Liputan6.com, Jakarta Son Heung-Min sudah menjalani satu dekade bersama Tottenham. Dia telah melewati masa-masa naik turun, menjadi kapten, dan memenangkan hati publik London Utara. Namun, ada satu hal yang masih belum berhasil dia raih: trofi juara.
“Saya sudah meraih segalanya dalam sepuluh tahun di Tottenham, kecuali satu hal,” ujar kapten Spurs itu, seperti dilansir UEFA.com. Kini, harapan itu tertuju pada final Liga Europa menghadapi Manchester United. Partai puncak akan digelar di San Mames, Bilbao, pada Kamis, 22 Mei 2025, pukul 02.00 WIB.
Son bukan hanya simbol kesetiaan, tapi juga kualitas. Meski sempat berbagi panggung dengan pencetak gol terbanyak klub, Harry Kane, Son tiga kali dinobatkan sebagai Pemain Terbaik Tottenham. Itu menandakan betapa vital kontribusinya sepanjang waktu.
Menjadi Wajah Korea di Eropa
Son tidak hanya membawa nama Tottenham, tapi juga mewakili Korea Selatan di kancah Eropa. Dia memikul tanggung jawab itu dengan bangga dan penuh kesadaran. “Saya sangat bersyukur terlahir sebagai orang Korea,” katanya.
Keinginannya sejak lama adalah menampilkan citra terbaik sebagai atlet Korea. “Saya ingin menunjukkan bahwa ada atlet Korea yang hebat seperti saya,” ujarnya. Dia juga mengaku banyak terinspirasi dari para pendahulunya di Eropa.
“Cha Bum-Kun, Park Ji-Sung, Lee Young-Pyo, Ki Sung-Yueng, dan Lee Chung-Yong membuka jalan dengan sangat baik dan indah,” ucapnya. Son merasa terhormat bisa disandingkan dengan mereka. “Saya sedikit malu dibandingkan dengan Cha dan yang lain, tapi bagi saya, bisa disebut bersama mereka adalah sebuah kehormatan besar.”
Luka yang Belum Sembuh Sejak Final 2019
Final Liga Champions 2019 masih menyisakan luka bagi Son. Saat itu, Tottenham takluk dari Liverpool di Madrid. “Saya rasa tak akan mudah menebus kekecewaan itu,” ungkapnya.
Meski berbeda kompetisi, dia merasa kesempatan ini bisa menjadi ajang penebusan. “Kami akan bermain dengan pola pikir yang lebih kuat kali ini. Kami pasti belajar dari kekalahan itu,” katanya yakin.
Melihat lawan mengangkat trofi adalah hal yang menyakitkan. “Sangat menyakitkan melihat tim lain memegang trofi, mendapat ucapan selamat, dan kami hanya bisa menyaksikannya,” tuturnya. “Itu sulit secara mental karena saya sangat benci kalah.”

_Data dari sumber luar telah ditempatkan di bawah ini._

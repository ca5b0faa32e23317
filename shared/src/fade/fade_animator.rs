use std::time::Duration;

/// Result of advancing a [`FadeAnimator`] by one tick.
#[derive(Clone, Copy, Debug, PartialEq)]
pub enum FadeTick {
    /// The fade is still running; carries the alpha for this tick.
    Running(f32),
    /// The fade reached its end on this tick; carries exactly the end alpha.
    /// Reported once per fade.
    Completed(f32),
    /// The fade already completed or was cancelled; nothing to apply.
    Finished,
}

/// Linearly drives an opacity value from a start to an end over a fixed
/// duration.
///
/// The animator does not own a clock. The host advances it with the elapsed
/// time of each frame, so a fade is sampled exactly once per tick.
#[derive(Clone, Debug)]
pub struct FadeAnimator {
    start_alpha: f32,
    end_alpha: f32,
    duration: Duration,
    elapsed: Duration,
    alpha: f32,
    finished: bool,
}

impl FadeAnimator {
    /// Alphas outside `0.0..=1.0` are clamped.
    pub fn new(start_alpha: f32, end_alpha: f32, duration: Duration) -> Self {
        let start_alpha = start_alpha.clamp(0.0, 1.0);
        Self {
            start_alpha,
            end_alpha: end_alpha.clamp(0.0, 1.0),
            duration,
            elapsed: Duration::ZERO,
            alpha: start_alpha,
            finished: false,
        }
    }

    /// Samples the fade at its starting instant.
    ///
    /// A zero-length fade completes right here, in the same step it was
    /// started in.
    pub fn start(&mut self) -> FadeTick {
        self.tick(Duration::ZERO)
    }

    /// Advances the fade by `delta`.
    pub fn tick(&mut self, delta: Duration) -> FadeTick {
        if self.finished {
            return FadeTick::Finished;
        }

        self.elapsed = self.elapsed.saturating_add(delta);

        if self.duration.is_zero() || self.elapsed >= self.duration {
            self.alpha = self.end_alpha;
            self.finished = true;
            return FadeTick::Completed(self.end_alpha);
        }

        let t = (self.elapsed.as_secs_f32() / self.duration.as_secs_f32()).clamp(0.0, 1.0);
        self.alpha = lerp(self.start_alpha, self.end_alpha, t);
        FadeTick::Running(self.alpha)
    }

    /// Stops the fade where it is. The alpha already applied stays applied
    /// and completion is never reported.
    pub fn cancel(&mut self) {
        self.finished = true;
    }

    pub fn is_finished(&self) -> bool {
        self.finished
    }

    /// The most recently sampled alpha.
    pub fn alpha(&self) -> f32 {
        self.alpha
    }

    pub fn end_alpha(&self) -> f32 {
        self.end_alpha
    }

    pub fn duration(&self) -> Duration {
        self.duration
    }

    pub fn elapsed(&self) -> Duration {
        self.elapsed
    }
}

fn lerp(from: f32, to: f32, t: f32) -> f32 {
    from + (to - from) * t
}
//! # Curtain Client
//! The peer side of a networked scene transition. A peer follows the
//! authority's start message, fades and loads locally, reports readiness
//! once its scene is loaded and waits for the authority's release.

#![deny(
    trivial_casts,
    trivial_numeric_casts,
    unstable_features,
    unused_import_braces
)]

pub mod shared {
    pub use curtain_shared::{
        AuthorityMessage, Color, EpochId, FadeOverlay, LoadMode, LoadReport, PeerKey,
        PeerMessage, PeerTransport, SceneLoader, SceneTarget, TransitionConfig, TransitionEvent,
        TransitionState, TransportError,
    };
}

mod peer;

pub use peer::{Peer, PeerConfig};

Di Tengah Musim Buruk Tottenham
Perjalanan Tottenham di liga musim ini memang tak mulus. Namun, Son memilih untuk melihat sisi positif. “Memang benar kami tidak tampil baik di liga, tapi kalau kami terus menganggap musim ini buruk, kami tak akan bisa mencapai final Liga Europa,” katanya.
Dia percaya kerja keraslah yang membawa mereka ke titik ini. “Kami sampai di final karena kerja keras yang kami lakukan membuahkan hasil,” ujarnya. Dia menambahkan bahwa fokus utamanya adalah memberi kontribusi terbaik untuk tim di setiap pertandingan.
“Saya selalu berusaha memberikan segalanya di setiap laga dan menjaga ritme permainan,” katanya. Ketika permainan tidak berjalan sesuai rencana, dia merenung dan mencoba bangkit lewat latihan mental dan visualisasi. “Itu sangat membantu saya tampil konsisten.”
Tentang Lawan di Final: Manchester United
Laga kontra MU di final akan jadi ujian berat, tapi Son memilih untuk tetap percaya diri. “Kami selalu menghormati lawan, tapi yang penting adalah melakukan apa yang harus kami lakukan,” ucapnya.
Dia yakin kalau MU juga akan datang dengan semangat tinggi. “Pasti akan jadi laga hebat, tapi juga laga yang sulit. Namun, saya pikir kami lebih menginginkannya,” ujar pemain berusia 32 tahun itu.
Mimpi itu masih sama: mengangkat trofi untuk pertama kali bersama Tottenham. “Saya telah bekerja keras demi menebus kekurangan itu dan selalu bermimpi mengangkat trofi dengan seragam Tottenham,” katanya. “Saya berharap kami bisa mewujudkan mimpi itu.”